Alors quoi, ce serait ça la fin ? Un épilogue attendu, tout ce qu’il y a de plus gnan-gnan ? Non pas que la série soit des plus avant-gardiste et nous évoque l’amour comme une poète des temps modernes, mais honnêtement, n’a-t-on pas le droit d’en demander davantage ? À l’heure ou les relations hommes/femmes sont en potentiel pleine redistribution, où les genres fleurissent, où les sexualités se nuancent, méritait-on vraiment une conclusion aussi nauséeuse ?
Je ne veux pas spoiler la fin, ni le déroulé de cette saison, à chacun de se faire son opinion.

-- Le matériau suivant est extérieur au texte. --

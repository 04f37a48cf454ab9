//! Odds provider integrations.
//!
//! Defines the `OddsProvider` trait and provides implementations for:
//! - The Odds API — primary source, fixture listings + H2H/totals prices
//! - Odds-API.io — optional supplement contributing one extra bookmaker
//!
//! Supplement-only providers cannot enumerate fixtures and return an
//! empty listing for that operation.

pub mod odds_api_io;
pub mod the_odds_api;

use anyhow::Result;
use async_trait::async_trait;
#[cfg(test)]
use mockall::automock;

use crate::types::{Fixture, FixtureOdds};

/// Abstraction over betting odds sources.
///
/// Implementors supply upcoming fixtures and the per-bookmaker quotes and
/// complementary price sets for one fixture. All network error handling
/// lives behind this boundary: the analysis core only ever sees valid,
/// already-validated collections.
#[cfg_attr(test, automock)]
#[async_trait]
pub trait OddsProvider: Send + Sync {
    /// List upcoming fixtures across all covered leagues.
    /// Supplement-only providers return an empty list.
    async fn fetch_fixtures(&self) -> Result<Vec<Fixture>>;

    /// Fetch all quotes and complement sets for one fixture.
    /// "No odds posted yet" is an empty `FixtureOdds`, not an error.
    async fn fetch_odds(&self, fixture: &Fixture) -> Result<FixtureOdds>;

    /// Remaining API request quota, when the provider reports one.
    async fn remaining_requests(&self) -> Result<Option<u32>>;

    /// Provider name for logging and identification.
    fn name(&self) -> &str;
}
use opentelemetry_semantic_conventions::{attribute::OTEL_STATUS_CODE, trace::ERROR_TYPE};
use rocket::http::Status;
use rocket::response::status::Custom;
use rocket::serde::json::Json;
use serde::Serialize;
use thiserror::Error;
use tracing::{Span, error, warn};

#[derive(Error, Debug)]
pub enum AppError {
    #[error("Database error: {0}")]
    Database(#[from] sqlx::Error),

    #[error("Authentication error: {0}")]
    Authentication(String),

    #[error("Authorization error: {0}")]
    Authorization(String),

    #[error("Not found: {0}")]
    NotFound(String),

    #[error("Validation error: {0}")]
    Validation(String),

    #[error("Conflict: {0}")]
    Conflict(String),

    #[error("Internal error: {0}")]
    Internal(String),
}

/// Body of every error response.
#[derive(Debug, Serialize, serde::Deserialize)]
pub struct ErrorBody {
    pub error: String,
}

impl ErrorBody {
    pub fn new(message: impl Into<String>) -> Self {
        Self {
            error: message.into(),
        }
    }
}

impl AppError {
    pub fn log_and_record(&self, ctx: &str) {
        let current_span = Span::current();
        let is_valid_span = !current_span.is_none();

        let message = self.to_string();
        let error_kind = match self {
            AppError::Database(err) => {
                error!(error = %message, context = %ctx, db_error = %err, "Database error");
                "database_error"
            }
            AppError::Authentication(msg) => {
                warn!(message = %msg, context = %ctx, "Authentication error");
                "authentication_error"
            }
            AppError::Authorization(msg) => {
                warn!(message = %msg, context = %ctx, "Authorization error");
                "authorization_error"
            }
            AppError::NotFound(msg) => {
                warn!(message = %msg, context = %ctx, "Not found error");
                "not_found_error"
            }
            AppError::Validation(msg) => {
                warn!(message = %msg, context = %ctx, "Validation error");
                "validation_error"
            }
            AppError::Conflict(msg) => {
                warn!(message = %msg, context = %ctx, "Conflict error");
                "conflict_error"
            }
            AppError::Internal(msg) => {
                error!(message = %msg, context = %ctx, "Internal server error");
                "internal_error"
            }
        };

        if is_valid_span {
            current_span.record("error", tracing::field::display(true));
            current_span.record(ERROR_TYPE, tracing::field::display(error_kind));
            current_span.record("error.message", tracing::field::display(&message));

            if self.is_server_error() {
                current_span.record(OTEL_STATUS_CODE, tracing::field::display("ERROR"));
            }
        }
    }

    pub fn status_code(&self) -> Status {
        match self {
            AppError::Database(_) => Status::InternalServerError,
            AppError::Authentication(_) => Status::Unauthorized,
            AppError::Authorization(_) => Status::Forbidden,
            AppError::NotFound(_) => Status::NotFound,
            AppError::Validation(_) => Status::BadRequest,
            AppError::Conflict(_) => Status::Conflict,
            AppError::Internal(_) => Status::InternalServerError,
        }
    }

    fn is_server_error(&self) -> bool {
        matches!(self, AppError::Database(_) | AppError::Internal(_))
    }

    /// Message safe to hand back to the client. Storage and internal
    /// details stay in the logs.
    pub fn public_message(&self) -> String {
        match self {
            AppError::Database(_) | AppError::Internal(_) => "internal server error".to_string(),
            AppError::Authentication(msg)
            | AppError::Authorization(msg)
            | AppError::NotFound(msg)
            | AppError::Validation(msg)
            | AppError::Conflict(msg) => msg.clone(),
        }
    }

    pub fn to_status_with_log(&self, context: &str) -> Status {
        self.log_and_record(context);
        self.status_code()
    }
}

impl<'r> rocket::response::Responder<'r, 'static> for AppError {
    fn respond_to(self, req: &'r rocket::Request<'_>) -> rocket::response::Result<'static> {
        let status = self.to_status_with_log(&format!("Request to {} {}", req.method(), req.uri()));
        Custom(status, Json(ErrorBody::new(self.public_message()))).respond_to(req)
    }
}

impl From<bcrypt::BcryptError> for AppError {
    fn from(error: bcrypt::BcryptError) -> Self {
        AppError::Internal(format!("Cryptography error: {}", error))
    }
}

impl From<sqlx::migrate::MigrateError> for AppError {
    fn from(error: sqlx::migrate::MigrateError) -> Self {
        AppError::Internal(format!("Migration error: {}", error))
    }
}

impl From<validator::ValidationErrors> for AppError {
    fn from(errors: validator::ValidationErrors) -> Self {
        let mut messages: Vec<String> = errors
            .field_errors()
            .iter()
            .flat_map(|(field, field_errors)| {
                field_errors.iter().map(move |error| match &error.message {
                    Some(message) => message.to_string(),
                    None => format!("{} is invalid", field),
                })
            })
            .collect();
        messages.sort();

        AppError::Validation(messages.join("; "))
    }
}

/// Maps constraint failures on insert/update: unique keys become conflicts,
/// dangling foreign keys become validation errors.
pub fn write_error(err: sqlx::Error, conflict: &str, missing_reference: &str) -> AppError {
    if let sqlx::Error::Database(db_err) = &err {
        if db_err.is_unique_violation() {
            return AppError::Conflict(conflict.to_string());
        }
        if db_err.is_foreign_key_violation() {
            return AppError::Validation(missing_reference.to_string());
        }
    }
    AppError::Database(err)
}

/// Maps a restricted delete to a conflict.
pub fn delete_error(err: sqlx::Error, still_referenced: &str) -> AppError {
    if let sqlx::Error::Database(db_err) = &err {
        if db_err.is_foreign_key_violation() {
            return AppError::Conflict(still_referenced.to_string());
        }
    }
    AppError::Database(err)
}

Je trouve cependant que ce qui commençait sympathiquement est devenu hyper fleur-bleue en l’espace d’une saison. Moins drôle. Moins pertinent et pas étonnant pour un sou.
À mon sens, Lovesick ne mérite même pas une saison 4, et pourtant il lui en faudrait bien une pour se rattraper… Pour l’instant Netflix n’a pas annoncé la mise en production de la suite… ils doivent sûrement être en train de peser le pour et le contre.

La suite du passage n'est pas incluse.